Vabbè! Possiamo decidere di giocare una partita singola oppure un torneo. La cosa bella della partita singola è che si può settare la difficoltà (Play Level) e le regole (Play Mode), e soprattutto la lunghezza del quarto. La cosa meno bella del torneo è che si può giocare esclusivamente in tempo reale, ovvero quattro quarti da 12 minuti ciascuno. Tutti in coro, bambini? TAVÒ!

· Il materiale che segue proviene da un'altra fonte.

use anyhow::{Context, Result};
use clap::Parser;
use simplelog::{ColorChoice, ConfigBuilder, TermLogger, TerminalMode};
use std::path::{Path, PathBuf};
use std::process::ExitCode;
use twbmeta::config::DEFAULT_CONFIG_FILE;
use twbmeta::{BatchAborted, CsvSink, ExtractConfig, run_batch};

mod formatter;

#[derive(Parser)]
#[command(name = "twbextract")]
#[command(
    about = "Extract column formulas and dashboard worksheets from Tableau workbooks (.twb) into CSV files",
    long_about = None
)]
struct Cli {
    /// Folder containing the .twb files (searched recursively)
    #[arg(value_name = "INPUT_DIR")]
    input_path: PathBuf,

    /// Folder where the CSV outputs are written (created if missing)
    #[arg(value_name = "OUTPUT_DIR")]
    output_path: PathBuf,
}

fn main() -> ExitCode {
    let cli = Cli::parse();

    let outcome = run(&cli);
    if let Err(e) = &outcome {
        eprintln!("Error: {:#}", e);
    }
    ExitCode::from(exit_status(&outcome))
}

/// 0 when every workbook was extracted, 1 when some failed, 2 on a fatal error
fn exit_status(outcome: &Result<bool>) -> u8 {
    match outcome {
        Ok(true) => 0,
        Ok(false) => 1,
        Err(_) => 2,
    }
}

/// Returns whether every workbook was extracted
fn run(cli: &Cli) -> Result<bool> {
    // Load configuration from the current directory if it exists
    let config_path = Path::new(DEFAULT_CONFIG_FILE);
    let config = if config_path.exists() {
        ExtractConfig::from_file(config_path)
            .with_context(|| format!("Failed to load config from {}", config_path.display()))?
    } else {
        ExtractConfig::default()
    };
    config.validate().context("Invalid configuration")?;

    init_logging(&config);

    if !cli.input_path.is_dir() {
        anyhow::bail!("Input path is not a directory: {}", cli.input_path.display());
    }

    let mut sink = CsvSink::create(&cli.output_path)?;
    let report = match run_batch(&cli.input_path, &mut sink, &config) {
        Ok(report) => report,
        // An aborted run still wrote its outputs and counts as failed files
        Err(e) => match e.downcast::<BatchAborted>() {
            Ok(aborted) => aborted.report,
            Err(e) => {
                return Err(e.context(format!(
                    "Failed to extract workbooks from {}",
                    cli.input_path.display()
                )));
            }
        },
    };

    formatter::print_summary(&cli.input_path, &report, sink.columns_path(), sink.dashboards_path());

    Ok(report.is_success())
}

fn init_logging(config: &ExtractConfig) {
    let log_config = ConfigBuilder::new()
        .set_time_level(log::LevelFilter::Off)
        .set_target_level(log::LevelFilter::Off)
        .build();
    // A logger may already be installed when embedded; keep it
    let _ = TermLogger::init(
        config.log_level.to_level_filter(),
        log_config,
        TerminalMode::Stderr,
        ColorChoice::Auto,
    );
}
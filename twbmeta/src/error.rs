//! Error types for workbook loading and extraction

use std::path::PathBuf;
use thiserror::Error;

/// Failure to process a single workbook file
#[derive(Debug, Error)]
pub enum ExtractError {
    /// The file could not be opened or read
    #[error("failed to read {}: {source}", .path.display())]
    Io {
        path: PathBuf,
        #[source]
        source: std::io::Error,
    },

    /// The file bytes are not valid in the requested encoding
    #[error("{} is not valid {encoding} text", .path.display())]
    Decode { path: PathBuf, encoding: &'static str },

    /// The markup could not be parsed at all
    #[error("malformed XML at byte {position}: {source}")]
    Parse {
        position: u64,
        #[source]
        source: quick_xml::Error,
    },

    /// The document parsed but lacks a required part
    #[error(transparent)]
    Structure(#[from] StructureError),
}

/// A required part of the workbook document is missing
#[derive(Debug, Clone, PartialEq, Eq, Error)]
pub enum StructureError {
    #[error("document has no <{element}> element")]
    MissingElement { element: &'static str },

    /// Dashboard windows are counted from 1 in document order
    #[error("dashboard window #{index} has no name attribute")]
    UnnamedDashboard { index: usize },
}

/// A malformed part of a worksheet that was skipped without failing the file
#[derive(Debug, Clone, PartialEq, Eq)]
pub enum StructureIssue {
    /// The worksheet has no table/view nesting
    MissingView { worksheet: String },
    /// A datasource-dependencies block has no datasource attribute
    MissingDatasource { worksheet: String },
}

impl std::fmt::Display for StructureIssue {
    fn fmt(&self, f: &mut std::fmt::Formatter<'_>) -> std::fmt::Result {
        match self {
            StructureIssue::MissingView { worksheet } => {
                write!(f, "worksheet '{}' has no <table><view> nesting", worksheet)
            }
            StructureIssue::MissingDatasource { worksheet } => write!(
                f,
                "worksheet '{}' has a <datasource-dependencies> block without a datasource",
                worksheet
            ),
        }
    }
}
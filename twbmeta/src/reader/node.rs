//! Owned XML element tree with optional-returning lookups

/// An element of a parsed workbook document
#[derive(Debug, Clone, Default, PartialEq, Eq)]
pub struct XmlNode {
    name: String,
    attributes: Vec<(String, String)>,
    children: Vec<XmlNode>,
}

impl XmlNode {
    pub fn new(name: impl Into<String>) -> Self {
        Self {
            name: name.into(),
            attributes: Vec::new(),
            children: Vec::new(),
        }
    }

    pub fn with_attr(mut self, key: impl Into<String>, value: impl Into<String>) -> Self {
        self.attributes.push((key.into(), value.into()));
        self
    }

    pub fn with_child(mut self, child: XmlNode) -> Self {
        self.children.push(child);
        self
    }

    pub(crate) fn push_child(&mut self, child: XmlNode) {
        self.children.push(child);
    }

    /// Tag name; empty for the synthetic document root
    pub fn name(&self) -> &str {
        &self.name
    }

    /// Attribute value by name. The first occurrence wins on duplicates.
    pub fn attr(&self, key: &str) -> Option<&str> {
        self.attributes
            .iter()
            .find(|(k, _)| k == key)
            .map(|(_, v)| v.as_str())
    }

    /// Check whether the whitespace separated `class` attribute contains `token`
    pub fn has_class(&self, token: &str) -> bool {
        self.attr("class")
            .map(|class| class.split_whitespace().any(|c| c == token))
            .unwrap_or(false)
    }

    pub fn children(&self) -> &[XmlNode] {
        &self.children
    }

    /// Direct children with the given tag name
    pub fn children_named<'a>(&'a self, name: &'a str) -> impl Iterator<Item = &'a XmlNode> {
        self.children.iter().filter(move |c| c.name == name)
    }

    /// All elements below this one in document order (pre-order, self excluded)
    pub fn descendants(&self) -> Descendants<'_> {
        Descendants {
            stack: vec![self.children.iter()],
        }
    }

    /// First descendant with the given tag name
    pub fn find(&self, name: &str) -> Option<&XmlNode> {
        self.descendants().find(|n| n.name == name)
    }

    /// All descendants with the given tag name, in document order
    pub fn find_all<'a>(&'a self, name: &'a str) -> impl Iterator<Item = &'a XmlNode> {
        self.descendants().filter(move |n| n.name == name)
    }
}

/// Pre-order iterator over the elements below a node
pub struct Descendants<'a> {
    stack: Vec<std::slice::Iter<'a, XmlNode>>,
}

impl<'a> Iterator for Descendants<'a> {
    type Item = &'a XmlNode;

    fn next(&mut self) -> Option<Self::Item> {
        loop {
            let top = self.stack.last_mut()?;
            match top.next() {
                Some(node) => {
                    if !node.children.is_empty() {
                        self.stack.push(node.children.iter());
                    }
                    return Some(node);
                }
                None => {
                    self.stack.pop();
                }
            }
        }
    }
}

#[cfg(test)]
mod tests {
    use super::*;

    fn sample() -> XmlNode {
        XmlNode::new("a")
            .with_child(
                XmlNode::new("b")
                    .with_attr("name", "first")
                    .with_child(XmlNode::new("c").with_attr("name", "nested")),
            )
            .with_child(XmlNode::new("c").with_attr("name", "direct"))
    }

    #[test]
    fn test_descendants_in_document_order() {
        let root = sample();
        let names: Vec<&str> = root.descendants().map(|n| n.name()).collect();
        assert_eq!(names, vec!["b", "c", "c"]);
    }

    #[test]
    fn test_find_returns_first_in_document_order() {
        let root = sample();
        assert_eq!(root.find("c").and_then(|n| n.attr("name")), Some("nested"));
        assert!(root.find("missing").is_none());
    }

    #[test]
    fn test_children_named_is_shallow() {
        let root = sample();
        let direct: Vec<_> = root
            .children_named("c")
            .filter_map(|n| n.attr("name"))
            .collect();
        assert_eq!(direct, vec!["direct"]);
        assert_eq!(root.find_all("c").count(), 2);
    }

    #[test]
    fn test_attr_missing_is_none() {
        let node = XmlNode::new("x").with_attr("name", "v");
        assert_eq!(node.attr("name"), Some("v"));
        assert_eq!(node.attr("caption"), None);
    }

    #[test]
    fn test_has_class_token() {
        let node = XmlNode::new("window").with_attr("class", "dashboard hidden");
        assert!(node.has_class("dashboard"));
        assert!(node.has_class("hidden"));
        assert!(!node.has_class("dash"));
        assert!(!XmlNode::new("window").has_class("dashboard"));
    }
}
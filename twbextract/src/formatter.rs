//! Human-readable run summary

use colored::*;
use std::path::Path;
use twbmeta::BatchReport;

/// Print the outcome of a run: counts, output files and per-file failures
pub fn print_summary(
    input_path: &Path,
    report: &BatchReport,
    columns_path: &Path,
    dashboards_path: &Path,
) {
    println!("{}", format!("Scanned: {}", input_path.display()).bold());
    println!();

    println!("{}", "Summary:".bold().underline());
    println!("  {} {}", "Workbooks:".bold(), report.processed.len());
    println!("  {} {}", "Column rows:".bold(), report.column_rows);
    println!("  {} {}", "Dashboard rows:".bold(), report.dashboard_rows);
    println!("  {} {}", "Output:".bold(), columns_path.display().to_string().cyan());
    println!("  {} {}", "Output:".bold(), dashboards_path.display().to_string().cyan());

    if !report.issues.is_empty() {
        println!();
        println!("{}", "Skipped worksheet parts:".bold().underline());
        for file_issue in &report.issues {
            println!(
                "  {} {}: {}",
                "WARN".yellow().bold(),
                file_issue.path.display(),
                file_issue.issue
            );
        }
    }

    if report.failures.is_empty() {
        println!();
        println!("{}", "✓ All workbooks extracted".green().bold());
        return;
    }

    println!();
    println!("{}", "Failed workbooks:".bold().underline());
    for failure in &report.failures {
        println!(
            "  {} {}: {}",
            "ERROR".red().bold(),
            failure.path.display(),
            failure.message
        );
    }
    if report.aborted {
        println!(
            "{}",
            "Run aborted at the first failure (on_error = \"abort\")".red()
        );
    }
}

Quindi facciamo l'amichevole. Il gioco si chiama Lakers&Celtics, perché è del 1989 e i Lakers e i Celtics sono i top della NBA e i Chicago Bulls devono ancora diventare la corazzata di vittorie e di merchandising (soprattutto merchandising) degli anni 90. Ma sapete come si diceva di recente, no? Se rovesciate il toro dei Bulls quello che vedete è un robot che sta sodomizzando un granchio, e io con questi atti impuri automa-crostaceo non voglio sporcarmicisi le mani. Quindi? Quindi tengo i Lakers e gioco contro i Celtics. Magari qualcuno ne riconosco.



Dunque, chi abbiamo nella formazione losangelina? James Worthy, A.C. Green, Kareem Abdul Jabbar, Magic Johnson e Byron Scott. Beh, persino un ignorante come me conosc Abdul-Jabbar detto "Cactus" e Magic Johnson, fosse solo per la storia dell'AIDS che tanto aveva scosso i benpensanti del Vecchio Paese (è la malattia dei drogati e dei busoni!) e dintorni. Eh sì! Questa è la cosiddetta "Showtime era" in cui i Lakers spaccavano culi a quattro palmenti. Benissimo! Ci sto. Dall'altra parte degli U.S. of A. abbiamo Larry Bird, Kevin McHale, Robert Parish detto "The Chief", Brian Shaw (che giocherà pure a Roma) e Dennis Johnson. Mentirei se dicessi che a parte Bird conosco uno qualsiasi dei cinque che ho menzionato.  Robert Parish, forse, o forse perché il soprannome "The Chief" venne affibbiato a suo padre da un mio amico che aveva orientato la sua vita al basket.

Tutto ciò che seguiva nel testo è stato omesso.